**Saved entries:**
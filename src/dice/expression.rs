//! Dice notation parser (spec §4.1).
//!
//! Grammar, informally:
//!
//! ```text
//! expression := term (('+' | '-') term)* [advDis]
//! term       := diceGroup | integer
//! diceGroup  := count 'd' sides [groupMod]
//! groupMod   := ('+' | '-') integer   ; only the first dice group may carry one
//! advDis     := 'a' | 'd' | 'A' | 'D' ; trailing flag
//! ```
//!
//! `+`/`-` are evaluated strictly left to right (no precedence: there is
//! no multiplication). The trickiest part of the grammar is telling a
//! dice group's own inline modifier (`1d8+3`) apart from the top-level
//! `+`/`-` that introduces the *next* term (`1d8+2d6`): a signed digit
//! run immediately after `NdS` is a group modifier only when it is not
//! itself immediately followed by `d`/`D` — if it is, it's the start of
//! another dice group and the sign was a top-level operator all along.
//! Only the *first* dice group in the expression attempts that inline
//! attachment at all; every later group's trailing `+k` is a standalone
//! modifier (this is what keeps `2d6+1d4+3` from folding the `+3` into
//! the `1d4` group — see the worked example in spec §8).

use super::ParseError;

/// One `NdS[+/-M]` group within a parsed expression (spec §3 `DiceRoll`).
#[derive(Debug, Clone, Copy, PartialEq, Eq, serde::Serialize, serde::Deserialize)]
pub struct DiceRollGroup {
    pub count: u32,
    pub sides: u32,
    pub modifier: i64,
}

impl DiceRollGroup {
    /// The `"NdS"` key used to bucket rolls/subtotals by group (spec §3).
    pub fn key(&self) -> String {
        format!("{}d{}", self.count, self.sides)
    }
}

/// A fully parsed, validated dice expression (spec §3 `DiceExpression`).
#[derive(Debug, Clone, PartialEq, Eq, serde::Serialize, serde::Deserialize)]
pub struct DiceExpression {
    pub original_text: String,
    pub groups: Vec<DiceRollGroup>,
    pub modifiers: Vec<i64>,
    pub has_advantage: bool,
    pub has_disadvantage: bool,
}

impl DiceExpression {
    /// Signed sum of every standalone modifier plus every group's own
    /// internal modifier (spec §4.1: "totalModifier equal to the signed
    /// sum of standalone modifiers plus each group's internal modifier").
    pub fn total_modifier(&self) -> i64 {
        let standalone: i64 = self.modifiers.iter().sum();
        let per_group: i64 = self.groups.iter().map(|g| g.modifier).sum();
        standalone + per_group
    }

    /// Build the critical-hit version of a (typically single-group)
    /// damage expression: double each group's dice count, leave
    /// modifiers untouched (spec §4.6: `NdS+M -> 2N·dS+M`).
    pub fn doubled_dice(&self) -> DiceExpression {
        let groups = self
            .groups
            .iter()
            .map(|g| DiceRollGroup {
                count: g.count.saturating_mul(2),
                sides: g.sides,
                modifier: g.modifier,
            })
            .collect();
        DiceExpression {
            original_text: self.original_text.clone(),
            groups,
            modifiers: self.modifiers.clone(),
            has_advantage: self.has_advantage,
            has_disadvantage: self.has_disadvantage,
        }
    }
}

/// Default bounds from spec §3/§4.1.
pub const DEFAULT_MAX_DICE_COUNT: u32 = 1000;
pub const DEFAULT_MAX_DIE_SIDES: u32 = 1000;

/// Parse with the spec's default bounds (1..=1000 for both count and sides).
pub fn parse(text: &str) -> Result<DiceExpression, ParseError> {
    parse_with_bounds(text, DEFAULT_MAX_DICE_COUNT, DEFAULT_MAX_DIE_SIDES)
}

/// Parse with caller-supplied bounds (used when `CombatConfig` overrides
/// the defaults).
pub fn parse_with_bounds(
    text: &str,
    max_count: u32,
    max_sides: u32,
) -> Result<DiceExpression, ParseError> {
    let trimmed = text.trim();
    if trimmed.is_empty() {
        return Err(ParseError::InvalidExpression(
            "expression is empty".to_string(),
        ));
    }
    let normalized: String = trimmed.chars().filter(|c| !c.is_whitespace()).collect();
    if normalized.is_empty() {
        return Err(ParseError::InvalidExpression(
            "expression is empty".to_string(),
        ));
    }
    if !normalized.is_ascii() {
        return Err(ParseError::InvalidExpression(
            "expression contains unsupported characters".to_string(),
        ));
    }

    let (body, has_advantage, has_disadvantage) = split_trailing_flag(&normalized)?;
    let (raw_groups, modifiers) = scan_terms(&body)?;

    if raw_groups.is_empty() {
        return Err(ParseError::Validation(
            "expression must contain at least one dice group".to_string(),
        ));
    }

    let mut groups = Vec::with_capacity(raw_groups.len());
    for (count, sides, modifier) in raw_groups {
        if count < 1 || count > max_count as u64 {
            return Err(ParseError::Validation(format!(
                "dice count {} is outside [1,{}]",
                count, max_count
            )));
        }
        if sides < 1 || sides > max_sides as u64 {
            return Err(ParseError::Validation(format!(
                "die sides {} is outside [1,{}]",
                sides, max_sides
            )));
        }
        groups.push(DiceRollGroup {
            count: count as u32,
            sides: sides as u32,
            modifier,
        });
    }

    Ok(DiceExpression {
        original_text: text.to_string(),
        groups,
        modifiers,
        has_advantage,
        has_disadvantage,
    })
}

fn is_flag_char(b: u8) -> bool {
    matches!(b, b'a' | b'A' | b'd' | b'D')
}

fn flag_bits(b: u8) -> (bool, bool) {
    if matches!(b, b'a' | b'A') {
        (true, false)
    } else {
        (false, true)
    }
}

/// Peel off a trailing advantage/disadvantage flag, if the body doesn't
/// already parse cleanly on its own. Tries zero, then one, then (to
/// produce the "both markers present" error) two trailing flag chars.
fn split_trailing_flag(s: &str) -> Result<(String, bool, bool), ParseError> {
    if let Ok((groups, _)) = scan_terms(s) {
        if !groups.is_empty() {
            return Ok((s.to_string(), false, false));
        }
    }

    if let Some(&last) = s.as_bytes().last() {
        if is_flag_char(last) {
            let remainder = &s[..s.len() - 1];
            // A flag only peels off if what's left still has a dice
            // group of its own — otherwise "2d" would read as the
            // integer "2" plus a disadvantage flag instead of a dice
            // group missing its sides.
            if let Ok((groups, _)) = scan_terms(remainder) {
                if !groups.is_empty() {
                    let (adv, dis) = flag_bits(last);
                    return Ok((remainder.to_string(), adv, dis));
                }
            }
            if let Some(&second_last) = remainder.as_bytes().last() {
                if is_flag_char(second_last) {
                    let last_is_adv = matches!(last, b'a' | b'A');
                    let second_is_adv = matches!(second_last, b'a' | b'A');
                    if last_is_adv != second_is_adv {
                        return Err(ParseError::InvalidExpression(
                            "expression cannot mark both advantage and disadvantage".to_string(),
                        ));
                    }
                }
            }
        }
    }

    // Nothing salvageable: report the error from the unmodified body.
    Err(scan_terms(s).unwrap_err())
}

type RawGroup = (u64, u64, i64);

/// Pure syntactic/semantic scan (no bounds checking): returns the raw
/// `(count, sides, modifier)` groups and standalone modifiers in source
/// order, or a syntax error.
fn scan_terms(body: &str) -> Result<(Vec<RawGroup>, Vec<i64>), ParseError> {
    let bytes = body.as_bytes();
    let n = bytes.len();
    let mut groups: Vec<RawGroup> = Vec::new();
    let mut modifiers: Vec<i64> = Vec::new();
    let mut i = 0usize;
    let mut sign: i64 = 1;
    let mut first_term = true;

    loop {
        if i >= n {
            return Err(ParseError::InvalidExpression(
                "expression ends with an operator".to_string(),
            ));
        }
        if first_term && (bytes[i] == b'+' || bytes[i] == b'-') {
            return Err(ParseError::InvalidExpression(
                "expression cannot start with an operator".to_string(),
            ));
        }

        let start = i;
        while i < n && bytes[i].is_ascii_digit() {
            i += 1;
        }
        let digits = &body[start..i];
        let next_is_d = i < n && (bytes[i] == b'd' || bytes[i] == b'D');

        if next_is_d {
            if digits.is_empty() {
                return Err(ParseError::InvalidExpression(
                    "dice group is missing its count".to_string(),
                ));
            }
            if sign < 0 {
                return Err(ParseError::InvalidExpression(
                    "dice groups cannot be subtracted".to_string(),
                ));
            }
            let count = parse_u64(digits)?;
            i += 1; // consume 'd'/'D'

            let sides_start = i;
            while i < n && bytes[i].is_ascii_digit() {
                i += 1;
            }
            let sides_str = &body[sides_start..i];
            if sides_str.is_empty() {
                return Err(ParseError::InvalidExpression(
                    "dice group is missing its number of sides".to_string(),
                ));
            }
            let sides = parse_u64(sides_str)?;

            let mut modifier: i64 = 0;
            if groups.is_empty() && i < n && (bytes[i] == b'+' || bytes[i] == b'-') {
                let mod_sign: i64 = if bytes[i] == b'+' { 1 } else { -1 };
                let mut j = i + 1;
                let mstart = j;
                while j < n && bytes[j].is_ascii_digit() {
                    j += 1;
                }
                let followed_by_d = j < n && (bytes[j] == b'd' || bytes[j] == b'D');
                if j > mstart && !followed_by_d {
                    let value: i64 = body[mstart..j].parse().map_err(|_| {
                        ParseError::InvalidExpression(format!(
                            "invalid group modifier '{}'",
                            &body[mstart..j]
                        ))
                    })?;
                    modifier = mod_sign * value;
                    i = j;
                }
            }

            groups.push((count, sides, modifier));
        } else {
            if digits.is_empty() {
                return Err(ParseError::InvalidExpression(format!(
                    "unexpected character '{}'",
                    bytes[i] as char
                )));
            }
            let value: i64 = digits.parse().map_err(|_| {
                ParseError::InvalidExpression(format!("invalid modifier '{}'", digits))
            })?;
            modifiers.push(sign * value);
        }

        if i >= n {
            break;
        }
        match bytes[i] {
            b'+' => sign = 1,
            b'-' => sign = -1,
            other => {
                return Err(ParseError::InvalidExpression(format!(
                    "unexpected character '{}'",
                    other as char
                )))
            }
        }
        i += 1;
        first_term = false;
        if i >= n {
            return Err(ParseError::InvalidExpression(
                "expression ends with an operator".to_string(),
            ));
        }
    }

    Ok((groups, modifiers))
}

fn parse_u64(digits: &str) -> Result<u64, ParseError> {
    digits
        .parse::<u64>()
        .map_err(|_| ParseError::Validation(format!("'{}' is too large", digits)))
}

#[cfg(test)]
mod tests {
    use super::*;

    fn group(count: u32, sides: u32, modifier: i64) -> DiceRollGroup {
        DiceRollGroup {
            count,
            sides,
            modifier,
        }
    }

    #[test]
    fn parses_simple_group() {
        let e = parse("2d6").unwrap();
        assert_eq!(e.groups, vec![group(2, 6, 0)]);
        assert_eq!(e.modifiers, Vec::<i64>::new());
        assert!(!e.has_advantage && !e.has_disadvantage);
    }

    #[test]
    fn parses_first_group_inline_modifier() {
        let e = parse("1d20+5").unwrap();
        assert_eq!(e.groups, vec![group(1, 20, 5)]);
        assert_eq!(e.total_modifier(), 5);

        let e = parse("3d8-2").unwrap();
        assert_eq!(e.groups, vec![group(3, 8, -2)]);
        assert_eq!(e.total_modifier(), -2);
    }

    #[test]
    fn scenario_1_two_groups_and_standalone_modifier() {
        let e = parse("2d6+1d4+3").unwrap();
        assert_eq!(e.groups, vec![group(2, 6, 0), group(1, 4, 0)]);
        assert_eq!(e.modifiers, vec![3]);
        assert_eq!(e.total_modifier(), 3);
        assert!(!e.has_advantage);
    }

    #[test]
    fn parses_more_multi_group_examples() {
        let e = parse("1d8+2d6+5").unwrap();
        assert_eq!(e.groups, vec![group(1, 8, 0), group(2, 6, 0)]);
        assert_eq!(e.modifiers, vec![5]);

        let e = parse("1d10+1d6-2").unwrap();
        assert_eq!(e.groups, vec![group(1, 10, 0), group(1, 6, 0)]);
        assert_eq!(e.modifiers, vec![-2]);
    }

    #[test]
    fn parses_advantage_and_disadvantage_flags() {
        let e = parse("1d20a").unwrap();
        assert!(e.has_advantage && !e.has_disadvantage);
        assert_eq!(e.groups, vec![group(1, 20, 0)]);

        let e = parse("1d20d").unwrap();
        assert!(!e.has_advantage && e.has_disadvantage);

        let e = parse("2d6+3a").unwrap();
        assert!(e.has_advantage);
        assert_eq!(e.groups, vec![group(2, 6, 3)]);
        assert_eq!(e.modifiers, Vec::<i64>::new());
    }

    #[test]
    fn original_text_is_preserved_verbatim() {
        let e = parse("  1d20 + 5 ").unwrap();
        assert_eq!(e.original_text, "  1d20 + 5 ");
    }

    #[test]
    fn rejects_out_of_bounds_counts_and_sides() {
        assert!(matches!(parse("0d6"), Err(ParseError::Validation(_))));
        assert!(matches!(parse("2d0"), Err(ParseError::Validation(_))));
        assert!(matches!(parse("1001d6"), Err(ParseError::Validation(_))));
        assert!(matches!(parse("2d1001"), Err(ParseError::Validation(_))));
    }

    #[test]
    fn rejects_malformed_syntax() {
        for bad in [
            "2d6++1d4",
            "d6+",
            "d20",
            "2d",
            "2x6",
            "1d20ad",
            "",
            "   ",
            "+2d6",
            "2d6+",
        ] {
            let result = parse(bad);
            assert!(result.is_err(), "expected '{}' to be rejected", bad);
        }
    }

    #[test]
    fn missing_sides_is_invalid_expression_not_validation() {
        assert!(matches!(parse("2d"), Err(ParseError::InvalidExpression(_))));
        assert!(matches!(parse("10d"), Err(ParseError::InvalidExpression(_))));
    }

    #[test]
    fn rejects_expression_with_no_dice_group() {
        assert!(matches!(parse("5"), Err(ParseError::Validation(_))));
        assert!(matches!(parse("3+2"), Err(ParseError::Validation(_))));
    }

    #[test]
    fn doubled_dice_doubles_count_not_modifier() {
        let e = parse("1d8+3").unwrap();
        let doubled = e.doubled_dice();
        assert_eq!(doubled.groups, vec![group(2, 8, 3)]);
    }

    #[test]
    fn boundary_1000d1000_is_accepted() {
        let e = parse("1000d1000").unwrap();
        assert_eq!(e.groups, vec![group(1000, 1000, 0)]);
    }
}
//! RNG seam for dice rolls.
//!
//! Every roll takes its RNG explicitly rather than reaching for a
//! thread-local or global instance (see SPEC_FULL.md §C): this is what
//! lets concurrent requests against different encounters run without
//! contending on shared RNG state, and what lets tests replay an exact
//! sequence of rolls by constructing a seeded `StdRng`.

use rand::rngs::StdRng;
use rand::{Rng, SeedableRng};

/// Anything that can produce uniformly distributed `u32`s in a range.
///
/// Implemented for `rand::rngs::StdRng` (a ChaCha-based CSPRNG, suitable
/// for both production use and deterministic testing) and for `&mut R`
/// for any `R: Rng`, so callers can pass `&mut rng` without an extra
/// wrapper type.
pub trait DiceRng {
    fn roll_die(&mut self, sides: u32) -> u32;
}

impl<R: Rng + ?Sized> DiceRng for R {
    fn roll_die(&mut self, sides: u32) -> u32 {
        self.gen_range(1..=sides)
    }
}

/// Build a production RNG seeded from the OS CSPRNG.
pub fn secure_rng() -> StdRng {
    StdRng::from_entropy()
}

/// Build a deterministic RNG from an explicit seed, for tests and for
/// any caller that needs to replay a roll sequence exactly.
pub fn seeded_rng(seed: u64) -> StdRng {
    StdRng::seed_from_u64(seed)
}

**Directions:** Search the data above and return each line in which "DiceRng" occurs.

**Written answer:**
pub trait DiceRng {
impl<R: Rng + ?Sized> DiceRng for R {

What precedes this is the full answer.